### [WORK ITEM]
Among the entries below, find all lines that include "true" and copy them.

### [INPUT DATA]
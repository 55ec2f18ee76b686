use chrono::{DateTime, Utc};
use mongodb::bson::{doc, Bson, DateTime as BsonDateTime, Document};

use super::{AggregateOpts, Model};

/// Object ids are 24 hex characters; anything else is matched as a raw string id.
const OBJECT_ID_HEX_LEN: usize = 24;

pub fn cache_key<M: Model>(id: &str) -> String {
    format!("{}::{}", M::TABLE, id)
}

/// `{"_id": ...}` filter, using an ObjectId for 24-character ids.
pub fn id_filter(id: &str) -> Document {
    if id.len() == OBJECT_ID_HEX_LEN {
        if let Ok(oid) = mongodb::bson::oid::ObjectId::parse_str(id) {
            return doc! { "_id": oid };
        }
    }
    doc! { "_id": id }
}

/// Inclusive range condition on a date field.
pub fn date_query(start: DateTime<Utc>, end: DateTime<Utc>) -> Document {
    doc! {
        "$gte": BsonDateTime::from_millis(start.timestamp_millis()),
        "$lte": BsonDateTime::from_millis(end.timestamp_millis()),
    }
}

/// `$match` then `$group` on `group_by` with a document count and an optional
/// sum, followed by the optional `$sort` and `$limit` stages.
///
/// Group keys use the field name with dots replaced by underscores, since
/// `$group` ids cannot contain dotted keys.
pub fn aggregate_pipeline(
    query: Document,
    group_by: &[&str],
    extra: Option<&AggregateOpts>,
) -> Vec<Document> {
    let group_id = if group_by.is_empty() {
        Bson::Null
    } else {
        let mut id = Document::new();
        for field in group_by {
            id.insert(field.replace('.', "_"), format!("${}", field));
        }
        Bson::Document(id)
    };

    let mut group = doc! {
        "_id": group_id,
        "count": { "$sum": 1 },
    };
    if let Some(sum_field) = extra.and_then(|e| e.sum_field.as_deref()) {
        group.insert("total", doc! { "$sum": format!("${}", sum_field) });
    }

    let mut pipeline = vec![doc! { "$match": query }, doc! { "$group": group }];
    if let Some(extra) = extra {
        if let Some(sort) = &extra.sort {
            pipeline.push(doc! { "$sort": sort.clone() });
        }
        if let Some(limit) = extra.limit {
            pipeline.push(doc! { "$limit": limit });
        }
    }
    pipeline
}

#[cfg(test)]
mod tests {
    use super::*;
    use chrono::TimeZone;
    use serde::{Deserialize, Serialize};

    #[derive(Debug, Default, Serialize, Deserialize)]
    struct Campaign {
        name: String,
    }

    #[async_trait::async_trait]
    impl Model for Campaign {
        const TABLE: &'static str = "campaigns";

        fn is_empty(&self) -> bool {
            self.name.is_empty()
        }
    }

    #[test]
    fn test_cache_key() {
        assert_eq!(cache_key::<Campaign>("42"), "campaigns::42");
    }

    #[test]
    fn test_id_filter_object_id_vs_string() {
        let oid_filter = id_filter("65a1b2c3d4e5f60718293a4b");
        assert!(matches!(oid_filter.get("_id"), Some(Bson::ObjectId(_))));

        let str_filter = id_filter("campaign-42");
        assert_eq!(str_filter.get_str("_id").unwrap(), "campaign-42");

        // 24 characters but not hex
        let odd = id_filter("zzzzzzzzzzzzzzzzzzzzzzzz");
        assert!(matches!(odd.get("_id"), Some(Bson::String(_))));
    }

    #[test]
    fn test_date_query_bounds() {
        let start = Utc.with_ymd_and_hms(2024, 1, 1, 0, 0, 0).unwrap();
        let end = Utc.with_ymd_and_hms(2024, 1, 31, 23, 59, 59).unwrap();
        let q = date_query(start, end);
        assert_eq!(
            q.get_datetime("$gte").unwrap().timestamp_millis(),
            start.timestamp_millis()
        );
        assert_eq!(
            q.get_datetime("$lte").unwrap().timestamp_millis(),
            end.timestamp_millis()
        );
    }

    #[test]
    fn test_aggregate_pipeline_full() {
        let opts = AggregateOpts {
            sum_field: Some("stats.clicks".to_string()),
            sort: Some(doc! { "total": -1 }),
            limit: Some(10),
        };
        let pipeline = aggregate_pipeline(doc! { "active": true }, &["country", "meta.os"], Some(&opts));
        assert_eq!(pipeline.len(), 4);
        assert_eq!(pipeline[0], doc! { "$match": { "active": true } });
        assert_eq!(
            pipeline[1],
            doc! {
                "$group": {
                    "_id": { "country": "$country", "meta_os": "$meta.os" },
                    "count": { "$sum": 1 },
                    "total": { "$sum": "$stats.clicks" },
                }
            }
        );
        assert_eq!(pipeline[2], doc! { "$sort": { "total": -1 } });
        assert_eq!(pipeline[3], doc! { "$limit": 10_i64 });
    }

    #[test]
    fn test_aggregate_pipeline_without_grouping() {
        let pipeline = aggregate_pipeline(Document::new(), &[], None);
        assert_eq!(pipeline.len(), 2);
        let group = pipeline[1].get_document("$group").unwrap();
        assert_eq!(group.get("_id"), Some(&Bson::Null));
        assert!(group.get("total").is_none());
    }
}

### [SOLVED PROBLEM]
        let pipeline = aggregate_pipeline(doc! { "active": true }, &["country", "meta.os"], Some(&opts));
        assert_eq!(pipeline[0], doc! { "$match": { "active": true } });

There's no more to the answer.